Change can be challenging for anyone. However, for trauma survivors, it can be even harder. Especially when change feels uncomfortably familiar. It may seem easier in the moment to push change away, refusing to accept it. Yet, that robs you of the opportunity to overcome and make meaningful change. So, how do you embrace change when trauma symptoms feel so familiar?

Why is Change Especially Risky for Trauma Survivors?

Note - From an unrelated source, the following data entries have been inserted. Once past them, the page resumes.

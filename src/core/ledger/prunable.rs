// Copyright (c) 2026 Amunchain
// Licensed under the Apache License, Version 2.0 (the "License");
// you may not use this file except in compliance with the License.
// You may obtain a copy of the License at
//     http://www.apache.org/licenses/LICENSE-2.0
// Unless required by applicable law or agreed to in writing, software
// distributed under the License is distributed on an "AS IS" BASIS,
// WITHOUT WARRANTIES OR CONDITIONS OF ANY KIND, either express or implied.
// See the License for the specific language governing permissions and
// limitations under the License.

#![forbid(unsafe_code)]

use serde::{Deserialize, Serialize};

use crate::core::ledger::{Ledger, LedgerError};
use crate::core::params::MAX_PRUNABLE_LIFETIME;
use crate::core::state::store::Table;

/// Body of a prunable plain message.
#[derive(Clone, Debug, PartialEq, Eq, Serialize, Deserialize)]
pub struct PrunableMessage {
    /// Carrying transaction.
    pub transaction_id: u64,
    /// Body.
    pub message: Vec<u8>,
    /// UTF-8 text flag.
    pub is_text: bool,
    /// Inclusion height.
    pub height: u32,
}

impl Ledger {
    /// Store a message body.
    pub fn add_prunable_message(&self, msg: &PrunableMessage) -> Result<(), LedgerError> {
        self.save(
            Table::PrunableMessage,
            &msg.transaction_id.to_be_bytes(),
            msg.height,
            Some(msg),
        )
    }

    /// Message body, while retained.
    pub fn prunable_message(&self, transaction_id: u64) -> Result<Option<PrunableMessage>, LedgerError> {
        self.load(Table::PrunableMessage, &transaction_id.to_be_bytes(), None)
    }

    /// Mark bodies older than the retention window as deleted at `floor`.
    pub fn expire_prunable_messages(&self, head: u32, floor: u32) -> Result<usize, LedgerError> {
        let cutoff = head.saturating_sub(MAX_PRUNABLE_LIFETIME);
        let all: Vec<PrunableMessage> = self.load_all(Table::PrunableMessage, &[], None)?;
        let mut n = 0;
        for msg in all.into_iter().filter(|m| m.height < cutoff && m.height <= floor) {
            self.save::<PrunableMessage>(
                Table::PrunableMessage,
                &msg.transaction_id.to_be_bytes(),
                floor,
                None,
            )?;
            n += 1;
        }
        Ok(n)
    }
}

Trauma can happen to anyone, and in some ways, trauma arises for everyone. Trauma occurs when you experience an event as physically or emotionally harmful or even life-threatening. Your body’s ability to cope is overwhelmed. This last part is what makes it trauma.

Even though the event passes, trauma has lasting adverse effects on a person’s mental, physical, social, emotional, and spiritual well-being. Trauma symptoms can easily go unrecognized for many years, possibly an entire lifespan.

Related Reading: 3 Ways Childhood Trauma Can Affect Your Adult Relationships

When emotional trauma symptoms are unrecognized or unresolved, stressful events in life can re-activate unsafe feelings that stem from the past. Trauma changes the way your brain, emotions, and nervous system respond to stress, making you more sensitive to potential danger. And in response to a potential threat, your body may automatically transition to hyperarousal or become numb, sinking into hypo-arousal.

So when change feels like a danger, it’s hard to give yourself the space needed to adjust and feel comfortable with change. It starts with taking positive steps towards increasing adaptation and tolerance in a way that supports healing.

Body Work for Trauma

Still wondering how to embrace change when trauma symptoms feel so familiar?  Positive steps towards healing from trauma and improving your tolerance with change begin with understanding your nervous system and becoming familiar with it again. Trauma can create a significant disconnect between your body and mind, separating you from your physical body.

This disconnect can make it very difficult to understand your emotions and naturally flow with them. Instead, you may find yourself not understanding what you are feeling, numbing it, or flat out rejecting it.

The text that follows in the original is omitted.